3.2    Participation.
An individually eligible Non-Employee Director shall be a Participant in the Plan in a Plan Year by either submitting a Participation Agreement that contains a Diversification Election to the Plan Administrator in accordance with the rules set forth in Section V hereof or submitting a Participation Agreement that contains a Deferral Election to the Plan Administrator prior to the beginning of the Plan Year in accordance with the rules set forth in Section IV hereof.
3.3    Vesting
A Participant shall be fully vested in such Participant’s Account including all amounts attributable to Elective Deferred Compensation, any Diversification Election and any Investment Balance thereon.

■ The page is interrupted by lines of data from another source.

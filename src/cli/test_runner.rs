//! Test run driver.
//!
//! `run_all_tests` is the one entry point: prepare the registry, wrap each test in a
//! [`TestNamedFunctor`], hand the list to the [`TaskRunner`], then report every failure at once.
//!
//! ## Exit status
//!
//! Failures are communicated through the report, not the exit code: `run_all_tests` returns
//! [`ExitCode::SUCCESS`] even when tests fail. Set [`HarnessConfig::strict_exit`] to get
//! [`ExitCode::FAILURE`] instead.

use std::time::Instant;

use tracing::{info, warn};

use crate::harness::{
    ExecuteOptions, ExecuteReport, HarnessConfig, HarnessError, RunMode, TaskRunner, TestFunction, TestNamedFunctor,
    TestRegistry, TestRunContext,
};

use super::ExitCode;
use super::report::{FailureDetail, RunSummary, TestReporter};

/// Run every registered test and report the result.
pub fn run_all_tests(registry: TestRegistry, config: &HarnessConfig, reporter: &mut dyn TestReporter) -> ExitCode {
    let summary = run_tests_safe(registry, config, reporter);
    reporter.on_run_complete(&summary);

    if config.strict_exit && !summary.is_success() {
        ExitCode::FAILURE
    } else {
        ExitCode::SUCCESS
    }
}

/// Run every registered test and return the summary without the final report.
///
/// Harness errors (duplicate registration, worker spawn failure) are passed to
/// [`TestReporter::on_abnormal_exit`] and counted as at least one error.
pub fn run_tests_safe(registry: TestRegistry, config: &HarnessConfig, reporter: &mut dyn TestReporter) -> RunSummary {
    let start_time = Instant::now();
    let context = TestRunContext::new();
    let mut summary = RunSummary::default();

    if let Err(err) = run_prepared(registry, config, &context, reporter, &mut summary) {
        warn!(error = %err, "test run aborted");
        summary.error_count = summary.error_count.max(1);
        summary.has_unknown_error |= err.is_infrastructure();
        reporter.on_abnormal_exit(&err);
    }

    summary.elapsed = start_time.elapsed();
    let stats = context.into_stats();
    summary.slowest = stats.slowest;

    info!(
        tests = summary.test_count,
        completed = stats.completed,
        errors = summary.error_count,
        unknown = summary.has_unknown_error,
        elapsed_ms = summary.elapsed.as_millis() as u64,
        "test run finished"
    );

    summary
}

fn run_prepared(
    registry: TestRegistry,
    config: &HarnessConfig,
    context: &TestRunContext,
    reporter: &mut dyn TestReporter,
    summary: &mut RunSummary,
) -> Result<(), HarnessError> {
    let registry = match config.filter.as_deref() {
        Some(keyword) => registry.filtered(keyword),
        None => registry,
    };

    let tests = registry.prepared(config.mode)?;
    summary.test_count = tests.len();

    let functors = to_functors(&tests)?;
    let mode_description = describe_mode(config.mode);
    info!(tests = tests.len(), mode = %mode_description, "starting test run");
    reporter.on_run_start(tests.len(), &mode_description);

    let options = ExecuteOptions::new(config.mode.worker_count()).with_budget(config.thread_budget());
    match TaskRunner::execute(&options, &functors, context) {
        Ok(report) => {
            record_failures(summary, &tests, &report);
            Ok(())
        }
        Err(err) => {
            // Workers that did start ran the whole batch; keep what they found.
            if let Some(partial) = err.partial_report() {
                record_failures(summary, &tests, partial);
            }
            Err(err)
        }
    }
}

fn record_failures(summary: &mut RunSummary, tests: &[TestFunction], report: &ExecuteReport) {
    summary.error_count = report.failures.len();
    summary.has_unknown_error = report.has_unknown_error;
    summary.failures = report
        .sorted_failures()
        .into_iter()
        .map(|failed| FailureDetail {
            name: tests[failed.index].name.clone(),
            kind: failed.kind,
            message: failed.message,
        })
        .collect();
}

fn to_functors(tests: &[TestFunction]) -> Result<Vec<TestNamedFunctor>, HarnessError> {
    let total = tests.len();
    tests
        .iter()
        .enumerate()
        .map(|(index, test)| TestNamedFunctor::new(index, test.name.clone(), test.func, total))
        .collect()
}

fn describe_mode(mode: RunMode) -> String {
    match mode {
        RunMode::Sequential => "sequential".to_string(),
        RunMode::Parallel { max_workers: None } => "parallel (all cores)".to_string(),
        RunMode::Parallel {
            max_workers: Some(workers),
        } => format!("parallel ({workers} workers)"),
    }
}
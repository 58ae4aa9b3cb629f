//! The failure a test body returns instead of throwing.
//!
//! A test is a plain `fn() -> TestResult`. Returning `Err(TestFailure)` is the ordinary way to fail;
//! the harness also accepts panics with a string payload, but explicit failures keep the message intact.

use thiserror::Error;

/// Result type returned by every test body and check.
pub type TestResult = Result<(), TestFailure>;

/// A failed check inside a test body.
#[derive(Debug, Clone, PartialEq, Eq, Error)]
#[error("{message}")]
pub struct TestFailure {
    message: String,
}

impl TestFailure {
    /// Create a failure with the given message.
    pub fn new(message: impl Into<String>) -> Self {
        Self {
            message: message.into(),
        }
    }

    /// Create a failure whose text is `"{details} {context}"`, skipping an empty context.
    pub fn with_context(details: impl Into<String>, context: &str) -> Self {
        let mut message = details.into();
        if !context.is_empty() {
            message.push(' ');
            message.push_str(context);
        }
        Self { message }
    }

    /// The user-facing failure text.
    pub fn message(&self) -> &str {
        &self.message
    }

    /// Append more detail on a new line, e.g. the test case that triggered the failure.
    pub fn append_details(mut self, details: impl std::fmt::Display) -> Self {
        self.message.push('\n');
        self.message.push_str(&details.to_string());
        self
    }
}

impl From<String> for TestFailure {
    fn from(message: String) -> Self {
        Self::new(message)
    }
}

impl From<&str> for TestFailure {
    fn from(message: &str) -> Self {
        Self::new(message)
    }
}
//! contains answer to a query
//!
//! The search core produces an ordered list of [SimilarityResult], this module
//! only formats it for whatever sink the caller provides.

use std::io::Write;

use crate::similarity::SimilarityResult;

/// An answer has the number of records ingested in the table, the id of the
/// query and the ordered list of most similar entries.
pub struct SearchAnswer<'a> {
    /// nb records in the profile table the query ran against
    nb_records: usize,
    /// query id
    query_id: String,
    ///
    neighbours: &'a [SimilarityResult],
} // end of SearchAnswer

impl<'a> SearchAnswer<'a> {
    pub fn new(nb_records: usize, query_id: String, neighbours: &'a [SimilarityResult]) -> Self {
        SearchAnswer {
            nb_records,
            query_id,
            neighbours,
        }
    }

    pub fn get_neighbours(&self) -> &[SimilarityResult] {
        self.neighbours
    }

    /// dump the answer : the ingested count, then one line per neighbour with
    /// its rank, name and similarity in decreasing order
    pub fn dump(&self, out: &mut dyn Write) -> std::io::Result<()> {
        writeln!(out, "successfully read {} proteins", self.nb_records)?;
        writeln!(
            out,
            "top {} neighbours of query {} :",
            self.neighbours.len(),
            self.query_id
        )?;
        for (rank, neighbour) in self.neighbours.iter().enumerate() {
            writeln!(
                out,
                "{}. {} (similarity : {:.4})",
                rank + 1,
                neighbour.get_name(),
                neighbour.get_similarity()
            )?;
        }
        Ok(())
    } // end of dump
} // end of impl SearchAnswer

//===========================================================================

// end of mod tests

ARTICLE IV - DEFERRAL ELECTIONS
4.1    Form of Deferral; Minimum Deferral; Time and Form of Distribution
Deferral Elections shall be available with respect to a Plan Year if the Board determines to make such elections available. The Board may determine to allow Deferral Elections for all Compensation, Cash Compensation only or Equity Compensation only. Once the Board determines to make Deferral Elections available, such elections shall continue to be available for future Plan Years unless otherwise determined by the Plan Administrator. A Participant may elect any of the following Deferral Elections in the Participation Agreement:
(a)    Cash Compensation Deferral Election. If permitted by the Plan Administrator, a Participant may voluntarily elect to defer 100 percent of such Participant’s Cash Compensation. The Deferral Election for Cash Compensation shall be delivered to the Plan Administrator prior to the beginning of the Plan Year in which such Cash Compensation would otherwise be earned and shall apply to Cash Compensation payable for services to be performed in succeeding Plan Years until the election is revoked by the Participant as permitted by the Plan. A Participant may not elect to defer less than 100% of Cash Compensation.
(b)    Equity Compensation Deferral Election.
If permitted by the Plan Administrator, a Participant may voluntarily elect to defer 100 percent of such Participant’s Equity Compensation. The Deferral Election for Equity Compensation shall be delivered to the Plan Administrator prior to the beginning of the Plan Year in which such Equity Compensation would otherwise be earned and shall apply to Equity Compensation payable for services to be performed in succeeding Plan Years until the election is revoked by the Participant as permitted by the Plan. A Participant may not elect to defer less than 100% of Equity Compensation.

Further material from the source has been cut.